Paul Andrew Dixon (born 22 November 1986) is a Scottish professional footballer who plays as a defender for Peterhead. Dixon has previously played for Dundee, Dundee United (twice), Huddersfield Town, Grimsby Town and Falkirk. He played three times for the Scotland national football team, all in 2012.

Club career

Monifieth Athletic
Born in Aberdeen, Dixon played youth football for Monifieth Athletic. At the age of 12, he joined the youth teams of Dundee.

Dundee
Dixon made his debut in July 2005, in a Scottish Challenge Cup match, making his league debut a week later. His first goal came in January 2006, when he netted the second in a 3–0 win at Brechin City and he scored again in the final match of the season, playing in the majority of first team games. Shortly after his first goal, Dixon was rewarded with a contract extension until the summer of 2008, along with eight other youngsters. In the 2006–07 season, Dixon continued as a first team regular, receiving his first sending off in March 2007 in a season where he failed to score. In his third season as a professional, Dixon again continued in the Dundee first team, although again failed to add to the goals scored in his first season.
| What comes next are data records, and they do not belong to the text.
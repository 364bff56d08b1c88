//! Customer update actions.
//!
//! Each action is one named mutation, serialized with its name in the
//! `action` field:
//!
//! ```rust
//! use commercetools_customer::CustomerUpdateAction;
//!
//! let action = CustomerUpdateAction::SetFirstName {
//!     first_name: Some("Jen".to_string()),
//! };
//! let json = serde_json::to_value(&action).unwrap();
//! assert_eq!(json["action"], "setFirstName");
//! assert_eq!(json["firstName"], "Jen");
//! ```
//!
//! For the `set*` actions, `None` removes the field on the platform side.
//! Actions are not validated locally. The platform defines more actions than
//! are modelled here; send those as [`CustomerUpdateAction::Other`]:
//!
//! ```rust
//! use commercetools_customer::CustomerUpdateAction;
//! use serde_json::json;
//!
//! let action = CustomerUpdateAction::Other(json!({"action": "setKey", "key": "vip-1"}));
//! assert_eq!(action.name(), "setKey");
//! ```

use chrono::NaiveDate;
use serde::{Deserialize, Serialize};

use super::types::BaseAddress;

/// One mutation applied to a customer by `POST customers/{id}`.
#[derive(Debug, Clone, Serialize, Deserialize, PartialEq, Eq)]
#[serde(tag = "action", rename_all = "camelCase")]
pub enum CustomerUpdateAction {
    ChangeEmail {
        email: String,
    },
    #[serde(rename_all = "camelCase")]
    SetFirstName {
        #[serde(default, skip_serializing_if = "Option::is_none")]
        first_name: Option<String>,
    },
    #[serde(rename_all = "camelCase")]
    SetLastName {
        #[serde(default, skip_serializing_if = "Option::is_none")]
        last_name: Option<String>,
    },
    #[serde(rename_all = "camelCase")]
    SetMiddleName {
        #[serde(default, skip_serializing_if = "Option::is_none")]
        middle_name: Option<String>,
    },
    SetTitle {
        #[serde(default, skip_serializing_if = "Option::is_none")]
        title: Option<String>,
    },
    SetSalutation {
        #[serde(default, skip_serializing_if = "Option::is_none")]
        salutation: Option<String>,
    },
    #[serde(rename_all = "camelCase")]
    SetDateOfBirth {
        #[serde(default, skip_serializing_if = "Option::is_none")]
        date_of_birth: Option<NaiveDate>,
    },
    #[serde(rename_all = "camelCase")]
    SetCompanyName {
        #[serde(default, skip_serializing_if = "Option::is_none")]
        company_name: Option<String>,
    },
    #[serde(rename_all = "camelCase")]
    SetVatId {
        #[serde(default, skip_serializing_if = "Option::is_none")]
        vat_id: Option<String>,
    },
    SetLocale {
        #[serde(default, skip_serializing_if = "Option::is_none")]
        locale: Option<String>,
    },
    #[serde(rename_all = "camelCase")]
    SetCustomerNumber {
        #[serde(default, skip_serializing_if = "Option::is_none")]
        customer_number: Option<String>,
    },
    #[serde(rename_all = "camelCase")]
    SetExternalId {
        #[serde(default, skip_serializing_if = "Option::is_none")]
        external_id: Option<String>,
    },
    AddAddress {
        address: BaseAddress,
    },
    /// Replaces the address identified by `address_id` or `address_key`.
    #[serde(rename_all = "camelCase")]
    ChangeAddress {
        #[serde(default, skip_serializing_if = "Option::is_none")]
        address_id: Option<String>,
        #[serde(default, skip_serializing_if = "Option::is_none")]
        address_key: Option<String>,
        address: BaseAddress,
    },
    #[serde(rename_all = "camelCase")]
    RemoveAddress {
        #[serde(default, skip_serializing_if = "Option::is_none")]
        address_id: Option<String>,
        #[serde(default, skip_serializing_if = "Option::is_none")]
        address_key: Option<String>,
    },
    /// Both id and key absent unsets the default.
    #[serde(rename_all = "camelCase")]
    SetDefaultShippingAddress {
        #[serde(default, skip_serializing_if = "Option::is_none")]
        address_id: Option<String>,
        #[serde(default, skip_serializing_if = "Option::is_none")]
        address_key: Option<String>,
    },
    #[serde(rename_all = "camelCase")]
    SetDefaultBillingAddress {
        #[serde(default, skip_serializing_if = "Option::is_none")]
        address_id: Option<String>,
        #[serde(default, skip_serializing_if = "Option::is_none")]
        address_key: Option<String>,
    },
    #[serde(rename_all = "camelCase")]
    AddShippingAddressId {
        #[serde(default, skip_serializing_if = "Option::is_none")]
        address_id: Option<String>,
        #[serde(default, skip_serializing_if = "Option::is_none")]
        address_key: Option<String>,
    },
    #[serde(rename_all = "camelCase")]
    RemoveShippingAddressId {
        #[serde(default, skip_serializing_if = "Option::is_none")]
        address_id: Option<String>,
        #[serde(default, skip_serializing_if = "Option::is_none")]
        address_key: Option<String>,
    },
    #[serde(rename_all = "camelCase")]
    AddBillingAddressId {
        #[serde(default, skip_serializing_if = "Option::is_none")]
        address_id: Option<String>,
        #[serde(default, skip_serializing_if = "Option::is_none")]
        address_key: Option<String>,
    },
    #[serde(rename_all = "camelCase")]
    RemoveBillingAddressId {
        #[serde(default, skip_serializing_if = "Option::is_none")]
        address_id: Option<String>,
        #[serde(default, skip_serializing_if = "Option::is_none")]
        address_key: Option<String>,
    },
    /// Any other action, sent as given. Must carry its own `action` field.
    #[serde(untagged)]
    Other(serde_json::Value),
}

impl CustomerUpdateAction {
    /// Returns the wire name of the action, e.g. `"setFirstName"`.
    ///
    /// Empty for an [`Other`](Self::Other) value without a string `action`.
    #[must_use]
    pub fn name(&self) -> &str {
        match self {
            Self::ChangeEmail { .. } => "changeEmail",
            Self::SetFirstName { .. } => "setFirstName",
            Self::SetLastName { .. } => "setLastName",
            Self::SetMiddleName { .. } => "setMiddleName",
            Self::SetTitle { .. } => "setTitle",
            Self::SetSalutation { .. } => "setSalutation",
            Self::SetDateOfBirth { .. } => "setDateOfBirth",
            Self::SetCompanyName { .. } => "setCompanyName",
            Self::SetVatId { .. } => "setVatId",
            Self::SetLocale { .. } => "setLocale",
            Self::SetCustomerNumber { .. } => "setCustomerNumber",
            Self::SetExternalId { .. } => "setExternalId",
            Self::AddAddress { .. } => "addAddress",
            Self::ChangeAddress { .. } => "changeAddress",
            Self::RemoveAddress { .. } => "removeAddress",
            Self::SetDefaultShippingAddress { .. } => "setDefaultShippingAddress",
            Self::SetDefaultBillingAddress { .. } => "setDefaultBillingAddress",
            Self::AddShippingAddressId { .. } => "addShippingAddressId",
            Self::RemoveShippingAddressId { .. } => "removeShippingAddressId",
            Self::AddBillingAddressId { .. } => "addBillingAddressId",
            Self::RemoveBillingAddressId { .. } => "removeBillingAddressId",
            Self::Other(value) => value
                .get("action")
                .and_then(serde_json::Value::as_str)
                .unwrap_or_default(),
        }
    }
}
In June 2007, Dixon was the subject of a failed move by Norwich City, who had Jim Duffy – the then-Dundee manager who gave Dixon his début – as assistant manager. Seven months later, Kilmarnock were also rebuffed and after Dixon stated his intention to leave Dens Park at the end of his contract.

Dundee United

2008–09 season
City rivals Dundee United emerged as favourites to sign him. On 23 June 2008, Dixon was unveiled as a Dundee United player. Dixon made his debut in late September in the League Cup win over Airdrie United and made his first league appearance four days later in the victory over Hearts. In Dixon's first six matches for United, the club conceded just once – an own goal by fellow defender Lee Wilkie. He scored his first goal for the club, a curling free-kick, against Celtic during a 2–2 draw on 3 January 2009. Such was his progress in his first season at Tannadice that he won the Fans' Young Player of the Year award.

2009–10 season
Dixon was again a regular in the Dundee United side during the 2009–10 season his second with the club making his first start of the season in the sides 2–0 home win over Hearts on the opening weekend, 17 August 2009. His good form over the first half of the season earned the left back a contract extension on 4 March 2010, when Dixon extended his contract with United until June 2012. He received a red card in his side's 3–0 home victory over Motherwell on 27 March 2010 and so received a three match ban for a reckless challenge on Motherwell player Jim O'Brien. Dixon made a total of 30 appearances all starts during the 2009–10 season including 25 in the league.

2011–12 season
Dixon made 36 league appearances during the 2011–12 season making his first appearances in the Europa League 1–0 away loss at Polish side Śląsk Wrocław 14 July 2011, he also pick up a yellow card in the home fixture on 21 July 2011 as Dundee United won 3–2 but were eliminated on away goals. His first league start of the season came in the sides opening day 1–1 draw at home to Kilmarnock on 24 July 2011, His first goal of the season came in his sides 4–1 away victory over Dunfermline Athletic on 29 October 2011 with the opener on 13 minutes, he then scored two goals passed Kilmarnock in two different games the first being his in Dundee's 1–1 draw in the side's second 1–1 away draw at Rugby Park on 17 December 2011 with a 90th-minute equaliser. Then, a 58th-minute strike to make it 2–0 in a Dundee United 4–0 home win over the side on 21 February 2012. He helped United finish fourth in the Scottish Premier League during the 2011–12 season, Dixon left Dundee at the end of his contract in June 2012 to sign for English side Huddersfield Town in the Football League Championship after making 142 appearances for United scoring five goals in the process.

Huddersfield Town
Dixon signed a three-year contract with newly promoted Football League Championship side Huddersfield Town in June 2012, becoming the club's second signing of the 2012–13 season after a capture of Republic of Ireland star Sean Scannell on 22 June just a few days earlier. Dixon was given the number 3 shirt by manager Simon Grayson on 12 July 2012 when the squad returned to training for the 2012–13 season. Dixon made his Huddersfield début in the League Cup first round 2–0 away defeat at Preston North End on 13 August 2012, playing the full 90 minutes of the tie. He made his league début in the 1–0 defeat by Cardiff City at the Cardiff City Stadium on 17 August.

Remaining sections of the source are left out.